The study also estimated that 157,762 women received care for complications from induced and spontaneous abortions, of the numbers, 119, 912 received care for complications from induced abortions.
Dr Angela Akol, director at Ipas Africa Alliance said in Kenya, unsafe abortion is a public health concern following increased number of cases reported, and deaths. "A lot of money is spent on post-abortion care, making unsafe abortion a public health concern because we are resource constrained. Post-abortion care is a direct consequence of unsafe abortion," Dr Akol says.

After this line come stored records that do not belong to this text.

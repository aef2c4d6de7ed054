#![forbid(unsafe_code)]

//! Field rule sets: static validators, conditional policies and cross-field
//! rules.
//!
//! A [`ConditionalPolicy`] watches one driver field. Whenever the driver
//! changes, its `resolve` function returns one [`Activation`] per dependent
//! field; the form then replaces each dependent's conditional validators with
//! the activated list. Dependents missing from the result get no conditional
//! validators, so reapplying the same driver value always lands on the same
//! state.
//!
//! Static validators declared with [`RuleSet::field`] always stay active.

use std::fmt;
use std::rc::Rc;

use crate::validation::{
    ERROR_CODE_BELOW_MINIMUM, ERROR_CODE_MISMATCH, ValidationError, ValidationResult, Validator,
};
use crate::value::{FieldValue, FormSnapshot};

// ---------------------------------------------------------------------------
// Activation / ConditionalPolicy
// ---------------------------------------------------------------------------

/// Validators activated on one dependent field for one driver value.
#[derive(Debug, Clone, PartialEq)]
pub struct Activation {
    /// Dependent field.
    pub field: String,
    /// Conditional validators to activate.
    pub validators: Vec<Validator>,
    /// Force the dependent's value to `Empty`.
    pub clear: bool,
}

impl Activation {
    /// Activate `validators` on `field`.
    pub fn new(field: impl Into<String>, validators: impl IntoIterator<Item = Validator>) -> Self {
        Self {
            field: field.into(),
            validators: validators.into_iter().collect(),
            clear: false,
        }
    }

    /// Clear `field` and activate nothing on it.
    pub fn cleared(field: impl Into<String>) -> Self {
        Self {
            field: field.into(),
            validators: Vec::new(),
            clear: true,
        }
    }
}

type Resolver = Rc<dyn Fn(&FieldValue) -> Vec<Activation>>;

/// Replaces the conditional validators of `dependents` from the driver value.
#[derive(Clone)]
pub struct ConditionalPolicy {
    driver: String,
    dependents: Vec<String>,
    resolve: Resolver,
}

impl ConditionalPolicy {
    /// Create a policy.
    pub fn new<I, S>(
        driver: impl Into<String>,
        dependents: I,
        resolve: impl Fn(&FieldValue) -> Vec<Activation> + 'static,
    ) -> Self
    where
        I: IntoIterator<Item = S>,
        S: Into<String>,
    {
        Self {
            driver: driver.into(),
            dependents: dependents.into_iter().map(Into::into).collect(),
            resolve: Rc::new(resolve),
        }
    }

    /// Driver field name.
    #[must_use]
    pub fn driver(&self) -> &str {
        &self.driver
    }

    /// Fields whose conditional validators this policy owns.
    #[must_use]
    pub fn dependents(&self) -> &[String] {
        &self.dependents
    }

    /// Activations for a driver value.
    #[must_use]
    pub fn resolve(&self, driver_value: &FieldValue) -> Vec<Activation> {
        (self.resolve)(driver_value)
    }
}

impl fmt::Debug for ConditionalPolicy {
    fn fmt(&self, f: &mut fmt::Formatter<'_>) -> fmt::Result {
        f.debug_struct("ConditionalPolicy")
            .field("driver", &self.driver)
            .field("dependents", &self.dependents)
            .finish()
    }
}

// ---------------------------------------------------------------------------
// CrossFieldRule
// ---------------------------------------------------------------------------

type CrossCheck = Rc<dyn Fn(&FormSnapshot) -> ValidationResult>;

/// A rule over several fields at once.
///
/// Failures attach to the form, and are also reported for each participating
/// field.
#[derive(Clone)]
pub struct CrossFieldRule {
    code: &'static str,
    fields: Vec<String>,
    applies_when: Option<(String, Vec<FieldValue>)>,
    check: CrossCheck,
}

impl CrossFieldRule {
    /// Create a rule from a check returning a full result.
    pub fn new<I, S>(
        code: &'static str,
        fields: I,
        check: impl Fn(&FormSnapshot) -> ValidationResult + 'static,
    ) -> Self
    where
        I: IntoIterator<Item = S>,
        S: Into<String>,
    {
        Self {
            code,
            fields: fields.into_iter().map(Into::into).collect(),
            applies_when: None,
            check: Rc::new(check),
        }
    }

    /// `confirm` must equal `original` (compared as text).
    pub fn matches(confirm: impl Into<String>, original: impl Into<String>) -> Self {
        let (confirm, original) = (confirm.into(), original.into());
        let (c, o) = (confirm.clone(), original.clone());
        Self::new(ERROR_CODE_MISMATCH, [confirm, original], move |snap| {
            if snap.get(&c).as_text() == snap.get(&o).as_text() {
                ValidationResult::Valid
            } else {
                ValidationResult::Invalid(
                    ValidationError::new(ERROR_CODE_MISMATCH, "{field} does not match {other}")
                        .with_param("field", &c)
                        .with_param("other", &o),
                )
            }
        })
    }

    /// `limit` must be `>= minimum`. Passes while either side is empty or
    /// non-numeric; per-field validators report those cases.
    pub fn at_least(limit: impl Into<String>, minimum: impl Into<String>) -> Self {
        let (limit, minimum) = (limit.into(), minimum.into());
        let (l, m) = (limit.clone(), minimum.clone());
        Self::new(ERROR_CODE_BELOW_MINIMUM, [limit, minimum], move |snap| {
            match (snap.get(&l).as_number(), snap.get(&m).as_number()) {
                (Some(lv), Some(mv)) if lv < mv => ValidationResult::Invalid(
                    ValidationError::new(
                        ERROR_CODE_BELOW_MINIMUM,
                        "{field} must be at least {other} ({minimum})",
                    )
                    .with_param("field", &l)
                    .with_param("other", &m)
                    .with_param("minimum", mv),
                ),
                _ => ValidationResult::Valid,
            }
        })
    }

    /// Only evaluate while `driver` holds one of `values`.
    #[must_use]
    pub fn when<I, V>(mut self, driver: impl Into<String>, values: I) -> Self
    where
        I: IntoIterator<Item = V>,
        V: Into<FieldValue>,
    {
        self.applies_when = Some((driver.into(), values.into_iter().map(Into::into).collect()));
        self
    }

    /// Stable error code.
    #[must_use]
    pub fn code(&self) -> &'static str {
        self.code
    }

    /// Participating fields.
    #[must_use]
    pub fn fields(&self) -> &[String] {
        &self.fields
    }

    /// Driver gating this rule, if any.
    #[must_use]
    pub fn driver(&self) -> Option<&str> {
        self.applies_when.as_ref().map(|(d, _)| d.as_str())
    }

    /// Whether `field` participates.
    #[must_use]
    pub fn involves(&self, field: &str) -> bool {
        self.fields.iter().any(|f| f == field)
    }

    /// Whether the rule applies to this snapshot.
    #[must_use]
    pub fn applies(&self, snapshot: &FormSnapshot) -> bool {
        match &self.applies_when {
            None => true,
            Some((driver, values)) => values.contains(snapshot.get(driver)),
        }
    }

    /// Evaluate; inapplicable rules pass.
    #[must_use]
    pub fn evaluate(&self, snapshot: &FormSnapshot) -> ValidationResult {
        if self.applies(snapshot) {
            (self.check)(snapshot)
        } else {
            ValidationResult::Valid
        }
    }
}

impl fmt::Debug for CrossFieldRule {
    fn fmt(&self, f: &mut fmt::Formatter<'_>) -> fmt::Result {
        f.debug_struct("CrossFieldRule")
            .field("code", &self.code)
            .field("fields", &self.fields)
            .field("applies_when", &self.applies_when)
            .finish()
    }
}

// ---------------------------------------------------------------------------
// RuleSet
// ---------------------------------------------------------------------------

/// Declaration of one field.
#[derive(Debug, Clone)]
pub struct FieldSpec {
    /// Field name.
    pub name: String,
    /// Value at construction.
    pub initial: FieldValue,
    /// Validators that are always active.
    pub validators: Vec<Validator>,
}

/// Declaration of one list section.
#[derive(Debug, Clone)]
pub struct ListSpec {
    /// Section name.
    pub name: String,
    /// Submission requires at least one item.
    pub required: bool,
}

/// Builder for the complete rule set of one form.
#[derive(Debug, Clone, Default)]
pub struct RuleSet {
    fields: Vec<FieldSpec>,
    lists: Vec<ListSpec>,
    policies: Vec<ConditionalPolicy>,
    cross: Vec<CrossFieldRule>,
}

impl RuleSet {
    /// Empty rule set.
    #[must_use]
    pub fn new() -> Self {
        Self::default()
    }

    /// Declare a field starting `Empty`.
    #[must_use]
    pub fn field(
        self,
        name: impl Into<String>,
        validators: impl IntoIterator<Item = Validator>,
    ) -> Self {
        self.field_with(name, FieldValue::Empty, validators)
    }

    /// Declare a field with an initial value.
    #[must_use]
    pub fn field_with(
        mut self,
        name: impl Into<String>,
        initial: impl Into<FieldValue>,
        validators: impl IntoIterator<Item = Validator>,
    ) -> Self {
        self.fields.push(FieldSpec {
            name: name.into(),
            initial: initial.into(),
            validators: validators.into_iter().collect(),
        });
        self
    }

    /// Declare a list section.
    #[must_use]
    pub fn list(mut self, name: impl Into<String>, required: bool) -> Self {
        self.lists.push(ListSpec {
            name: name.into(),
            required,
        });
        self
    }

    /// Add a conditional policy.
    #[must_use]
    pub fn policy(mut self, policy: ConditionalPolicy) -> Self {
        self.policies.push(policy);
        self
    }

    /// Add a cross-field rule.
    #[must_use]
    pub fn cross(mut self, rule: CrossFieldRule) -> Self {
        self.cross.push(rule);
        self
    }

    /// Declared fields.
    #[must_use]
    pub fn fields(&self) -> &[FieldSpec] {
        &self.fields
    }

    /// Declared list sections.
    #[must_use]
    pub fn lists(&self) -> &[ListSpec] {
        &self.lists
    }

    /// Conditional policies.
    #[must_use]
    pub fn policies(&self) -> &[ConditionalPolicy] {
        &self.policies
    }

    /// Cross-field rules.
    #[must_use]
    pub fn cross_rules(&self) -> &[CrossFieldRule] {
        &self.cross
    }
}
#![forbid(unsafe_code)]

//! Painel public facade crate.
//!
//! Re-exports the reactive runtime and the forms engine behind one stable
//! surface, with a prelude for screen code.

// --- Runtime re-exports ----------------------------------------------------

pub use painel_runtime::{
    CollectionConfig, CollectionView, DeferConfig, DeferredWrites, Dependency, DerivationGraph,
    Derived, FetchCoordinator, FetchError, FetchEvent, FetchToken, FetchTrace, Filter, FlagFilter,
    NodeId, ReactionScope, Refresh, SelectOption, Source, StateCell, Subscription,
};

// --- Forms re-exports ------------------------------------------------------

#[cfg(feature = "forms")]
pub use painel_forms::{
    Activation, Banner, BannerKind, BlockReason, Coercion, ConditionalPolicy, CrossFailure,
    CrossFieldRule, DataSource, EntityLoader, FieldValue, Form, FormError, FormProjection,
    FormSnapshot, JsonProjection, ListParams, LoaderConfig, Navigator, RuleSet,
    SubmissionController, SubmitAttempt, SubmitConfig, SubmitMode, SubmitStatus,
    validation::{ValidationError, ValidationResult, Validator},
};

// --- Errors ---------------------------------------------------------------

/// Top-level error type for screens built on painel.
#[derive(Debug, thiserror::Error)]
pub enum Error {
    /// The data collaborator failed.
    #[error(transparent)]
    Fetch(#[from] FetchError),
    /// A form was used against its declared shape.
    #[cfg(feature = "forms")]
    #[error(transparent)]
    Form(#[from] FormError),
}

/// Standard result type for painel APIs.
pub type Result<T> = std::result::Result<T, Error>;

// --- Prelude --------------------------------------------------------------

pub mod prelude {
    pub use crate::{
        CollectionConfig, CollectionView, DerivationGraph, Derived, Error, FetchError,
        FetchToken, FlagFilter, Refresh, Result, StateCell,
    };

    #[cfg(feature = "forms")]
    pub use crate::{
        Activation, ConditionalPolicy, CrossFieldRule, DataSource, EntityLoader, FieldValue,
        Form, FormProjection, JsonProjection, Navigator, RuleSet, SubmissionController,
        SubmitAttempt, SubmitMode, Validator,
    };

    #[cfg(feature = "forms")]
    pub use crate::forms;
    pub use crate::runtime;
}

#[cfg(feature = "forms")]
pub use painel_forms as forms;
pub use painel_runtime as runtime;
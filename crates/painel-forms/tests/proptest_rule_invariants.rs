//! Property-based invariant tests for conditional validation.
//!
//! 1. Errors always equal the failures of the active validators.
//! 2. Writing the same driver value twice leaves validators and errors as
//!    writing it once.
//! 3. Active validators depend only on the current driver value, never on
//!    the order of earlier driver values.
//! 4. The limit/minimum rule only fails under QUANTITY with limit < minimum.
//! 5. Loading an entity and projecting the form back reproduces every scalar
//!    the entity supplied (numbers compared by value).
//! 6. Non-finite numeric text never satisfies a numeric bound.

use painel_forms::validation::{ERROR_CODE_BELOW_MINIMUM, ERROR_CODE_NUMBER, Validator};
use painel_forms::{
    Activation, Coercion, ConditionalPolicy, CrossFieldRule, FieldValue, Form, FormProjection,
    JsonProjection, RuleSet,
};
use painel_runtime::DerivationGraph;
use proptest::prelude::*;
use serde_json::{Map, Value, json};

// ── Strategies ────────────────────────────────────────────────────────────

#[derive(Debug, Clone)]
enum Op {
    Kind(&'static str),
    Minimum(String),
    Limit(String),
}

fn kind() -> impl Strategy<Value = &'static str> {
    prop_oneof![Just("SINGLE"), Just("MULTI"), Just("QUANTITY"), Just("")]
}

fn number_text() -> impl Strategy<Value = String> {
    prop_oneof![
        (0i32..12).prop_map(|n| n.to_string()),
        Just(String::new()),
        Just("abc".to_string()),
    ]
}

fn op() -> impl Strategy<Value = Op> {
    prop_oneof![
        kind().prop_map(Op::Kind),
        number_text().prop_map(Op::Minimum),
        number_text().prop_map(Op::Limit),
    ]
}

fn form() -> Form {
    let policy = ConditionalPolicy::new("kind", ["minimum", "limit"], |kind| {
        match kind.as_text().as_str() {
            "QUANTITY" => vec![
                Activation::new("minimum", [Validator::Required, Validator::Min(0.0)]),
                Activation::new("limit", [Validator::Required, Validator::Min(1.0)]),
            ],
            "MULTI" => vec![
                Activation::cleared("minimum"),
                Activation::new("limit", [Validator::Min(1.0)]),
            ],
            _ => vec![Activation::cleared("minimum"), Activation::cleared("limit")],
        }
    });
    let rules = RuleSet::new()
        .field_with("kind", "SINGLE", [])
        .field("minimum", [])
        .field("limit", [])
        .policy(policy)
        .cross(CrossFieldRule::at_least("limit", "minimum").when("kind", ["QUANTITY"]));
    Form::new(&DerivationGraph::new(), rules).unwrap()
}

fn apply(form: &Form, op: &Op) {
    match op {
        Op::Kind(k) => form.set("kind", *k).unwrap(),
        Op::Minimum(v) => form.set("minimum", v.as_str()).unwrap(),
        Op::Limit(v) => form.set("limit", v.as_str()).unwrap(),
    }
}

// ═════════════════════════════════════════════════════════════════════════

proptest! {
    #[test]
    fn errors_equal_active_failures(ops in proptest::collection::vec(op(), 0..30)) {
        let form = form();
        for op in &ops {
            apply(&form, op);
            let snapshot = form.snapshot();
            for field in ["minimum", "limit"] {
                let expected: Vec<_> = form
                    .active_validators(field)
                    .unwrap()
                    .iter()
                    .filter_map(|v| v.validate(snapshot.get(field), &snapshot).into_error())
                    .collect();
                prop_assert_eq!(form.field_errors(field).unwrap(), expected);
            }
        }
    }
}

proptest! {
    #[test]
    fn driver_reapply_is_idempotent(
        ops in proptest::collection::vec(op(), 0..20),
        driver in kind(),
    ) {
        let form = form();
        for op in &ops {
            apply(&form, op);
        }
        form.set("kind", driver).unwrap();
        let validators = (
            form.active_validators("minimum").unwrap(),
            form.active_validators("limit").unwrap(),
        );
        let errors = (form.errors_for("minimum").unwrap(), form.errors_for("limit").unwrap());

        form.set("kind", driver).unwrap();
        prop_assert_eq!(
            (
                form.active_validators("minimum").unwrap(),
                form.active_validators("limit").unwrap(),
            ),
            validators
        );
        prop_assert_eq!(
            (form.errors_for("minimum").unwrap(), form.errors_for("limit").unwrap()),
            errors
        );
    }
}

proptest! {
    #[test]
    fn active_set_depends_only_on_driver(
        history in proptest::collection::vec(kind(), 0..10),
        last in kind(),
    ) {
        let fresh = form();
        fresh.set("kind", last).unwrap();

        let walked = form();
        for k in history {
            walked.set("kind", k).unwrap();
        }
        walked.set("kind", last).unwrap();

        for field in ["minimum", "limit"] {
            prop_assert_eq!(
                walked.active_validators(field).unwrap(),
                fresh.active_validators(field).unwrap()
            );
        }
    }
}

proptest! {
    #[test]
    fn limit_rule_only_under_quantity(
        driver in kind(),
        minimum in 0i32..12,
        limit in 0i32..12,
    ) {
        let form = form();
        form.set("kind", driver).unwrap();
        form.set("minimum", FieldValue::text(minimum.to_string())).unwrap();
        form.set("limit", FieldValue::text(limit.to_string())).unwrap();

        let failed = form
            .cross_errors()
            .iter()
            .any(|f| f.code == ERROR_CODE_BELOW_MINIMUM);
        prop_assert_eq!(failed, driver == "QUANTITY" && limit < minimum);
    }
}

// ── Projection round trip ─────────────────────────────────────────────────

/// Absent key, explicit `null`, or a value.
fn slot(inner: impl Strategy<Value = Value>) -> impl Strategy<Value = Option<Value>> {
    prop_oneof![Just(None), Just(Some(Value::Null)), inner.prop_map(Some)]
}

fn number() -> impl Strategy<Value = Value> {
    prop_oneof![
        (-1000i64..1000).prop_map(|n| json!(n)),
        (-1.0e6f64..1.0e6).prop_map(|n| json!(n)),
        (-1000i64..1000).prop_map(|n| json!(n as f64)),
    ]
}

fn entity() -> impl Strategy<Value = Value> {
    (
        slot("\\PC{0,8}".prop_map(Value::String)),
        slot(number()),
        slot(any::<bool>().prop_map(Value::Bool)),
        slot((0i64..100_000).prop_map(|n| json!(n))),
    )
        .prop_map(|(texto, valor, ligado, categoria)| {
            let mut map = Map::new();
            for (key, value) in [
                ("texto", texto),
                ("valor", valor),
                ("ligado", ligado),
                ("id_categoria", categoria),
            ] {
                if let Some(value) = value {
                    map.insert(key.to_string(), value);
                }
            }
            Value::Object(map)
        })
}

fn round_trip_projection() -> JsonProjection {
    JsonProjection::new()
        .field("texto", Coercion::Text)
        .field("valor", Coercion::Number)
        .field("ligado", Coercion::Bool)
        .select("categoria", "id_categoria")
}

fn same_scalar(a: &Value, b: &Value) -> bool {
    match (a.as_f64(), b.as_f64()) {
        (Some(x), Some(y)) => x == y,
        _ => a == b,
    }
}

proptest! {
    #[test]
    fn entity_survives_form_round_trip(entity in entity()) {
        let rules = RuleSet::new()
            .field("texto", [])
            .field("valor", [])
            .field("ligado", [])
            .field("categoria", []);
        let form = Form::new(&DerivationGraph::new(), rules).unwrap();
        let projection = round_trip_projection();
        for (name, value) in projection.to_fields(&entity) {
            form.load_value(&name, value).unwrap();
        }

        let payload = projection.to_payload(&form.snapshot());
        for (key, original) in entity.as_object().unwrap() {
            let sent = &payload[key.as_str()];
            prop_assert!(
                same_scalar(sent, original),
                "{} sent as {} but loaded as {}", key, sent, original
            );
        }
    }
}

proptest! {
    #[test]
    fn non_finite_text_fails_bounds(
        text in prop_oneof![
            Just("NaN"), Just("nan"), Just("inf"), Just("-inf"),
            Just("infinity"), Just("-Infinity"),
        ],
        bound in -10.0f64..10.0,
    ) {
        let rules = RuleSet::new()
            .field("limite", [Validator::Required, Validator::Min(bound), Validator::Max(bound + 1.0)]);
        let form = Form::new(&DerivationGraph::new(), rules).unwrap();
        form.set("limite", text).unwrap();

        prop_assert!(!form.is_valid());
        let codes: Vec<_> = form.field_errors("limite").unwrap().iter().map(|e| e.code).collect();
        prop_assert_eq!(codes, vec![ERROR_CODE_NUMBER, ERROR_CODE_NUMBER]);
    }
}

In Kenya, abortion is restricted; the law permits it under certain circumstances. An example of circumstances where abortion is permitted as per Article 26 (4) include in the opinion of a trained health professional, the need for emergency treatment, or the life of the mother is in danger, or if permitted, by any other written law.
But according to Dr Akol, the prevalence of unsafe abortion tends to be higher in countries where abortion is illegal or restricted.
"Everywhere in the world, the rate of abortion is the same, but the difference is, where there are restrictions, there are more cases of unsafe abortion because women resort to unqualified personnel in the backstreets due to stigma, and for fear of prosecution," said Akol.
She said generally, including in Kenya, unsafe abortion is mostly reported among poor or otherwise marginalised women, individuals who are not able to afford services from a trained medical practitioner.
"Cases of unsafe abortion are also more in rural areas, and among people with less education, and cuts across ages, but is more observed in young adults, and older women," said Akol.
According to Dr Akol, to prevent unsafe abortions and deaths, said there is a need of preventing unwanted pregnancy, by expanding access to contraceptives, sentiments shared by Prof Kamau.
Nationally, as per KDHS 2022 report, uptake of family planning in Kenya stands at 63 per cent, of which, 57 per cent represents those using modern family planning methods, whereas six per cent represents traditional methods.
Dr Akol added that youth should be provided with sex education, to enable them to know what options are in place, to prevent unintended pregnancies.
According to the Ministry's report, addressing unsafe abortion in Kenya requires strengthening governmental institutions and agencies mandated to protect women's health to implement life-saving measures within the limits of the law. The measures include promoting women's access to quality post-abortion care, including post-abortion family planning counselling, and improved provision and education about family planning.
Increasing access for both women and men to effective contraceptive methods, particularly long-acting reversible contraceptives, was also listed as an alternative to avert unsafe abortions.